"I'm Salim Tuameh; everyone knows who I am and what I am, and I am certainly not a terrorist. Ninety percent of my friends are Jewish and I am proud of my origins. It's time to start combatting all the racist statements and the song against me, which has become part of the culture at the soccer grounds."
Tuameh, the captain of National League side Bnei Lod, decided to speak out after the Israel Football Association announced Monday that Maccabi Tel Aviv would be called up before a disciplinary committee because of racist chants and inappropriate behavior on the part of its fans during the team's game against Hapoel Haifa in Netanya last weekend.
Referee Liran Liani wrote up the behavior in his match report, noting that at some stage in the game, portions of the Maccabi fans began chanting "Tuameh is a terrorist," while other fans responded with contempt to the singing.
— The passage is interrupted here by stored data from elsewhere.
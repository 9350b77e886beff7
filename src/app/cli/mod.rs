//! CLI module containing argument parsing

pub mod args;

pub use args::{Args, RunMode};
//! Command line arguments
//!
//! Exactly one mode must be chosen: transfer with an existing configuration
//! file, or generate a default one. Logging options apply to both.

use clap::{ArgAction, ArgGroup, Parser};
use std::path::PathBuf;

use crate::core::version::LONG_VERSION;

#[derive(Parser, Debug, Clone)]
#[command(name = "scan-smuggler")]
#[command(about = "Transfer scan data between multiple Tenable products")]
#[command(version, long_version = LONG_VERSION)]
#[command(group(ArgGroup::new("mode").required(true).args(["config_file", "config_gen"])))]
pub struct Args {
    /// Transfer scans as described by this configuration file
    #[arg(long = "config", value_name = "tenable.json")]
    pub config_file: Option<PathBuf>,

    /// Write a default tenable.json to the current directory
    #[arg(long = "config-gen", action = ArgAction::SetTrue)]
    pub config_gen: bool,

    /// Log level
    #[arg(short = 'l', long = "log-level", value_name = "LEVEL", value_parser = ["trace", "debug", "info", "warn", "error", "off"])]
    pub log_level: Option<String>,

    /// Log output format
    #[arg(short = 'o', long = "log-format", value_name = "FORMAT", value_parser = ["text", "ext", "json"])]
    pub log_format: Option<String>,

    /// Log file path (use 'none' to disable file logging)
    #[arg(short = 'f', long = "log-file", value_name = "FILE")]
    pub log_file: Option<PathBuf>,

    /// Force colored output
    #[arg(long = "color", action = ArgAction::SetTrue, conflicts_with = "no_color")]
    pub color: bool,

    /// Disable colored output
    #[arg(long = "no-color", action = ArgAction::SetTrue)]
    pub no_color: bool,
}

/// What the process has been asked to do
#[derive(Debug, Clone, PartialEq, Eq)]
pub enum RunMode {
    Transfer(PathBuf),
    GenerateConfig,
}

impl Args {
    pub fn mode(&self) -> Option<RunMode> {
        match (&self.config_file, self.config_gen) {
            (Some(path), false) => Some(RunMode::Transfer(path.clone())),
            (None, true) => Some(RunMode::GenerateConfig),
            _ => None,
        }
    }

    /// Log file to write, if any; `none` disables file logging
    pub fn log_file(&self) -> Option<&std::path::Path> {
        match &self.log_file {
            Some(path) if path.as_os_str().eq_ignore_ascii_case("none") => None,
            Some(path) => Some(path.as_path()),
            None => None,
        }
    }

    /// Explicit flags win; otherwise color follows whether stderr is a terminal
    pub fn use_color(&self) -> bool {
        if self.no_color {
            false
        } else if self.color {
            true
        } else {
            std::io::IsTerminal::is_terminal(&std::io::stderr())
        }
    }
}
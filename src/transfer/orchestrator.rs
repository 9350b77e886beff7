//! Transfer Orchestrator
//!
//! Drives one run through its phases:
//! `LoadConfig -> Download -> StageStatic -> Upload -> Cleanup -> Done`.
//!
//! Sources download concurrently, each into its own staging area. The origin
//! registry is complete before the first upload starts. Destinations then
//! upload concurrently, one file at a time each, skipping files that came from
//! their own account. Files downloaded in this run are always deleted at the
//! end, whatever the upload outcome; static files are never touched.

use futures::future::join_all;
use std::fmt;
use std::path::{Path, PathBuf};
use std::sync::Arc;

use super::error::TransferResult;
use super::origin::{is_loopback, Origin, OriginRegistry};
use super::plan::TransferPlan;
use crate::config::ScanSmugglerConfig;
use crate::core::cleanup::Cleanup;
use crate::core::retry::{retry_async, RetryPolicy};
use crate::core::time::{freshness_cutoff, SystemTimeProvider, TimeProvider};
use crate::endpoint::{EndpointError, ScanDestination, ScanSource};
use crate::staging::{remove_staged_files, StagingStore};

const NESSUS_GLOB: &str = "*.nessus";

/// Pipeline state of a run
#[derive(Debug, Clone, Copy, PartialEq, Eq)]
pub enum TransferPhase {
    LoadConfig,
    Download,
    StageStatic,
    Upload,
    Cleanup,
    Done,
}

impl fmt::Display for TransferPhase {
    fn fmt(&self, f: &mut fmt::Formatter<'_>) -> fmt::Result {
        let name = match self {
            TransferPhase::LoadConfig => "load config",
            TransferPhase::Download => "download",
            TransferPhase::StageStatic => "stage static files",
            TransferPhase::Upload => "upload",
            TransferPhase::Cleanup => "cleanup",
            TransferPhase::Done => "done",
        };
        f.write_str(name)
    }
}

/// How the run ended
#[derive(Debug, Clone, Copy, PartialEq, Eq)]
pub enum TransferOutcome {
    /// Upload and cleanup ran
    Completed,
    /// Nothing was downloaded or staged; upload and cleanup were skipped
    NothingToUpload,
}

/// Counters reported at the end of a run
#[derive(Debug, Clone, PartialEq, Eq)]
pub struct TransferSummary {
    pub downloaded: usize,
    pub static_files: usize,
    pub source_failures: usize,
    pub uploaded: usize,
    pub upload_failures: usize,
    pub skipped_loopback: usize,
    pub removed: usize,
    pub cleanup_failures: usize,
    pub outcome: TransferOutcome,
}

impl Default for TransferSummary {
    fn default() -> Self {
        Self {
            downloaded: 0,
            static_files: 0,
            source_failures: 0,
            uploaded: 0,
            upload_failures: 0,
            skipped_loopback: 0,
            removed: 0,
            cleanup_failures: 0,
            outcome: TransferOutcome::Completed,
        }
    }
}

impl fmt::Display for TransferSummary {
    fn fmt(&self, f: &mut fmt::Formatter<'_>) -> fmt::Result {
        if self.outcome == TransferOutcome::NothingToUpload {
            return write!(
                f,
                "No files to upload ({} source failures)",
                self.source_failures
            );
        }
        write!(
            f,
            "Downloaded {}, static {}, uploaded {}, upload failures {}, loop-back skipped {}, removed {}",
            self.downloaded,
            self.static_files,
            self.uploaded,
            self.upload_failures,
            self.skipped_loopback,
            self.removed
        )?;
        if self.cleanup_failures > 0 {
            write!(f, ", cleanup failures {}", self.cleanup_failures)?;
        }
        Ok(())
    }
}

#[derive(Debug, Default)]
struct UploadTally {
    uploaded: usize,
    failed: usize,
    skipped_loopback: usize,
}

/// Runs transfer plans against a staging store
pub struct TransferOrchestrator {
    staging: StagingStore,
    completed_within_days: u32,
    time: Arc<dyn TimeProvider>,
    upload_retry: RetryPolicy,
    phase: TransferPhase,
}

impl TransferOrchestrator {
    pub fn new(staging: StagingStore, completed_within_days: u32) -> Self {
        Self {
            staging,
            completed_within_days,
            time: Arc::new(SystemTimeProvider),
            upload_retry: RetryPolicy::once(),
            phase: TransferPhase::LoadConfig,
        }
    }

    /// Orchestrator for a loaded configuration, with a fresh staging store
    pub fn from_config(config: &ScanSmugglerConfig) -> TransferResult<Self> {
        let settings = &config.settings;
        let staging = StagingStore::create(&settings.staging_root())?;
        Ok(Self::new(staging, config.downloads.completed_within_days).with_upload_retry(
            RetryPolicy::with_attempts(
                settings.upload_retry_attempts,
                settings.upload_retry_delay(),
            ),
        ))
    }

    pub fn with_time_provider(mut self, time: Arc<dyn TimeProvider>) -> Self {
        self.time = time;
        self
    }

    pub fn with_upload_retry(mut self, policy: RetryPolicy) -> Self {
        self.upload_retry = policy;
        self
    }

    pub fn phase(&self) -> TransferPhase {
        self.phase
    }

    pub fn staging(&self) -> &StagingStore {
        &self.staging
    }

    fn enter(&mut self, phase: TransferPhase) {
        log::debug!("Transfer phase: {} -> {}", self.phase, phase);
        self.phase = phase;
    }

    /// Execute the plan. Per-file and per-endpoint failures are logged and
    /// counted, never returned.
    pub async fn run(&mut self, plan: &TransferPlan) -> TransferSummary {
        let mut summary = TransferSummary::default();
        let mut registry = OriginRegistry::new();

        self.enter(TransferPhase::Download);
        let cutoff = freshness_cutoff(self.time.as_ref(), self.completed_within_days);
        log::info!(
            "Downloading scans completed within {} days from {} sources",
            self.completed_within_days,
            plan.sources.len()
        );
        self.download_all(&plan.sources, cutoff, &mut registry, &mut summary)
            .await;

        self.enter(TransferPhase::StageStatic);
        let static_files = collect_static_files(&plan.static_dirs);
        summary.static_files = static_files.len();
        registry.register(Origin::Static, static_files);

        if registry.is_empty() {
            log::info!("No files to upload");
            // only empty directories remain
            self.staging.cleanup();
            summary.outcome = TransferOutcome::NothingToUpload;
            self.enter(TransferPhase::Done);
            return summary;
        }

        self.enter(TransferPhase::Upload);
        log_registry(&registry);
        let tallies = join_all(
            plan.destinations
                .iter()
                .map(|destination| self.upload_to(destination.as_ref(), &registry)),
        )
        .await;
        for tally in tallies {
            summary.uploaded += tally.uploaded;
            summary.upload_failures += tally.failed;
            summary.skipped_loopback += tally.skipped_loopback;
        }

        self.enter(TransferPhase::Cleanup);
        let report = remove_staged_files(registry.downloaded_files());
        summary.removed = report.removed;
        summary.cleanup_failures = report.failed.len();
        self.staging.cleanup();

        self.enter(TransferPhase::Done);
        log::info!("{}", summary);
        summary
    }

    async fn download_all(
        &self,
        sources: &[Box<dyn ScanSource>],
        cutoff: i64,
        registry: &mut OriginRegistry,
        summary: &mut TransferSummary,
    ) {
        let staging = &self.staging;
        let downloads = sources.iter().enumerate().map(|(index, source)| async move {
            let outcome = match staging.area(&format!("source-{}", index + 1)) {
                Ok(area) => source.download(&area, cutoff).await,
                Err(e) => Err(EndpointError::from(e)),
            };
            (source, outcome)
        });

        // barrier: every source finishes before the registry is used
        for (source, outcome) in join_all(downloads).await {
            match outcome {
                Ok(files) => {
                    log::info!("{}: {} files downloaded", source.label(), files.len());
                    summary.downloaded += files.len();
                    registry.register(Origin::Account(source.identity().clone()), files);
                }
                Err(e) => {
                    log::warn!("{}: download failed: {}", source.label(), e);
                    summary.source_failures += 1;
                }
            }
        }
    }

    async fn upload_to(&self, destination: &dyn ScanDestination, registry: &OriginRegistry) -> UploadTally {
        let mut tally = UploadTally::default();
        let operation = format!("upload to {}", destination.label());

        for (origin, files) in registry.iter() {
            if is_loopback(origin, destination.identity()) {
                log::info!(
                    "{}: skipping {} files downloaded from the same account",
                    destination.label(),
                    files.len()
                );
                tally.skipped_loopback += files.len();
                continue;
            }

            for file in files {
                let result =
                    retry_async(&operation, self.upload_retry.clone(), || destination.upload(file))
                        .await;
                match result {
                    Ok(()) => {
                        log::info!("Uploaded {} to {}", file.display(), destination.label());
                        tally.uploaded += 1;
                    }
                    Err(e) => {
                        log::warn!(
                            "Upload of {} to {} failed: {}",
                            file.display(),
                            destination.label(),
                            e
                        );
                        tally.failed += 1;
                    }
                }
            }
        }
        tally
    }
}

fn log_registry(registry: &OriginRegistry) {
    for (origin, files) in registry.iter() {
        log::info!("{} files from {}", files.len(), origin);
        for file in files {
            log::debug!("  {}", file.display());
        }
    }
}

/// All `*.nessus` files directly inside each directory
pub fn collect_static_files(dirs: &[PathBuf]) -> Vec<PathBuf> {
    let mut files = Vec::new();
    for dir in dirs {
        files.extend(nessus_files_in(dir));
    }
    files
}

fn nessus_files_in(dir: &Path) -> Vec<PathBuf> {
    if !dir.is_dir() {
        log::warn!("Static directory {} does not exist", dir.display());
        return Vec::new();
    }

    let pattern = format!(
        "{}/{}",
        glob::Pattern::escape(&dir.to_string_lossy()),
        NESSUS_GLOB
    );
    match glob::glob(&pattern) {
        Ok(paths) => {
            let mut found: Vec<PathBuf> = paths
                .filter_map(|entry| match entry {
                    Ok(path) => Some(path),
                    Err(e) => {
                        log::warn!("Unable to read {}: {}", e.path().display(), e);
                        None
                    }
                })
                .filter(|path| path.is_file())
                .collect();
            found.sort();
            log::info!("{} static files in {}", found.len(), dir.display());
            found
        }
        Err(e) => {
            log::warn!("Invalid static directory {}: {}", dir.display(), e);
            Vec::new()
        }
    }
}
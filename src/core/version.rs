//! Build metadata generated by the build script.

include!(concat!(env!("OUT_DIR"), "/version.rs"));

/// Build time string from the build script (UTC)
pub fn build_time() -> &'static str {
    BUILD_TIME
}

/// Short git hash captured by the build script
pub fn git_hash() -> &'static str {
    GIT_HASH
}

/// User agent sent with every vendor API request
pub fn user_agent() -> String {
    format!("{}/{}", env!("CARGO_PKG_NAME"), env!("CARGO_PKG_VERSION"))
}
This incident comes in the wake of two others from the previous round of matches, in which fans of Bnei Yehuda and Beitar Jerusalem expressed the same sentiments, leading to sanctions against their respective teams.
"I watched Maccabi Tel Aviv's game against Kiryat Shmona on TV and throughout the game you can hear only one thing: 'Salim Tuameh is a terrorist.' You're sitting there with your friends, many of them Jews, and your family and you don't know what to do with yourself; it's really shameful," says Tuameh, who lives in Ramle. "My friend Uri Cohen, who currently plays for Hapoel Acre, told me that I was cursed throughout the game against Maccabi. What does it have to do with me at all?
"The situation in the country is very sensitive, especially lately, and this is why we have to fight even harder against racism," continues Tuameh, who moved last summer from Hapoel Tel Aviv to Bnei Lod. "They've been singing that song against me for years and years at the Maccabi games, and finally a referee like Liran Liani wrote about it in his report. It should have happened after every game. Why have they waited until now?"
Some seven years ago, Maccabi Tel Aviv faced a disciplinary hearing after one of its matches against city rival Hapoel because of similar chanting against Tuameh.
Then-Maccabi owner Loni Herzikovich argued before the tribunal that, "'Tuameh is a terrorist' is a heinous chant that has no place in Israeli society, but it's not a racist chant."
Tuameh rejects that claim. "If that's not racism, then what is? The song against me has become part of the Israeli soccer experience, a part of the fixed culture. I don't understand the observers, the referees and all the officials, who until now have failed to mention it in their reports."
Tuameh also expects the country's players to join together to denounce the phenomenon.
"Where's the players' union, which jumps on every bandwagon, like the recent derby events, and is now silent all of a sudden?" he asks. "Racism is taking over our soccer. It's time for the senior players to take action; this is incitement that can lead to very dark places… It's time to uproot this phenomenon."
Earlier this week, Tuameh received a letter from an unexpected source - a Maccabi Tel Aviv fan apologizing for the behavior of his team's supporters:
"I have always admired you as a player and a leading light in Israeli soccer. I am a Maccabi Tel Aviv fan and every time they sang that disgusting song I was ashamed and asked them to stop singing it.
"I ask for your forgiveness for myself and on behalf of most Maccabi fans in the stands. I am sure that most of them would want you in the team.